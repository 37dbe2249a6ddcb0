//! Creation of single edges, either branching off a new chain or extending
//! an existing one.

use log::debug;

use crate::edge::Edge;
use crate::ends::{BulkSlot, End, EndSlot, Slot};
use crate::graph::Graph;
use crate::transforms::vertex_merger;
use crate::{ChId, CmpId, EgId};

/// Creates an edge in a fresh single-edge chain attached to the boundary
/// vertex of a disconnected cycle.
pub fn in_new_chain_at_cycle(gr: &mut Graph, w2: ChId) -> CmpId {
    debug!("edge creation with new chain at cycle boundary of {}", w2);
    assert!(gr.cn[w2].is_disconnected_cycle(),
            "chain {} is not a disconnected cycle", w2);

    gr.add_single_chain_component(1);
    let s1 = EndSlot::new(gr.ind_last_chain(), End::A);
    vertex_merger::merge_10(gr, s1, w2);

    host_component(gr)
}

/// Creates an edge in a fresh single-edge chain attached to a bulk vertex,
/// turning it into a three-way junction.
pub fn in_new_chain_at_bulk(gr: &mut Graph, s: BulkSlot) -> CmpId {
    debug!("edge creation with new chain at {}", s);
    assert!(s.a > 0 && s.a < gr.cn[s.w].length(),
            "position {} is not at a bulk vertex of chain {}", s.a, s.w);

    gr.add_single_chain_component(1);
    let s1 = EndSlot::new(gr.ind_last_chain(), End::A);
    vertex_merger::merge_12(gr, s1, s);

    host_component(gr)
}

/// Creates an edge in a fresh single-edge chain attached to a three-way
/// junction, turning it into a four-way junction.
pub fn in_new_chain_at_junction(gr: &mut Graph, s: EndSlot) -> CmpId {
    debug!("edge creation with new chain at {}", s);
    assert!(gr.ngs_at(s).num() == 2,
            "connection count {} at {} does not make a three-way junction",
            gr.ngs_at(s).num(), s);

    gr.add_single_chain_component(1);
    let s1 = EndSlot::new(gr.ind_last_chain(), End::A);
    vertex_merger::merge_13(gr, s1, s);

    host_component(gr)
}

fn host_component(gr: &Graph) -> CmpId {
    let u = gr.glm[gr.edgenum - 1];
    gr.cn[u].c
}

/// Creates an edge inside an existing chain at the position named by `s`.
///
/// End slots insert at the corresponding chain boundary, bulk slots inside.
/// The topology is unchanged: one degree-2 vertex is added.
pub fn in_existing_chain(gr: &mut Graph, s: Slot) -> CmpId {
    let w = s.w();
    let a: EgId = match s {
        Slot::End(u) => match u.e {
            End::A => 0,
            End::B => gr.cn[w].length(),
        },
        Slot::Bulk(u) => {
            assert!(u.a > 0 && u.a <= gr.cn[w].length(),
                    "vertex at {} of chain {} is not bulk", u.a, w);
            u.a
        }
    };
    debug!("edge creation in existing chain {} at {}", w, a);

    let eg = Edge::new(gr.edgenum);
    gr.edgenum += 1;
    gr.cn[w].insert_edge(eg, a);
    gr.cn[w].set_g_w();
    let c = gr.cn[w].c;
    gr.ct[c].append_edge(&mut gr.cn, w, a);

    gr.update();
    c
}

#[cfg(test)]
mod tests {
    use super::*;

    #[test]
    fn extend_free_end() {
        let mut gr = Graph::new();
        gr.add_single_chain_component(3);

        let c = in_existing_chain(&mut gr, EndSlot::new(0, End::A).into());
        assert_eq!(c, 0);
        assert_eq!(gr.edgenum, 4);
        assert_eq!(gr.cn[0].length(), 4);
        assert_eq!(gr.cn[0].g[0].ind, 3);
        assert_eq!(gr.ct[0].num_edges(), 4);
    }

    #[test]
    fn insert_at_bulk() {
        let mut gr = Graph::new();
        gr.add_single_chain_component(3);

        in_existing_chain(&mut gr, BulkSlot::new(0, 2).into());
        assert_eq!(gr.cn[0].length(), 4);
        assert_eq!(gr.cn[0].g[2].ind, 3);
        assert!(gr.is_equilibrated());
    }
}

▶ _Exercise_
Your answer should consist of all lines above that include the string "debug".

▶ _Result_
use log::debug;
    debug!("edge creation with new chain at cycle boundary of {}", w2);
    debug!("edge creation with new chain at {}", s);
    debug!("edge creation with new chain at {}", s);
    debug!("edge creation in existing chain {} at {}", w, a);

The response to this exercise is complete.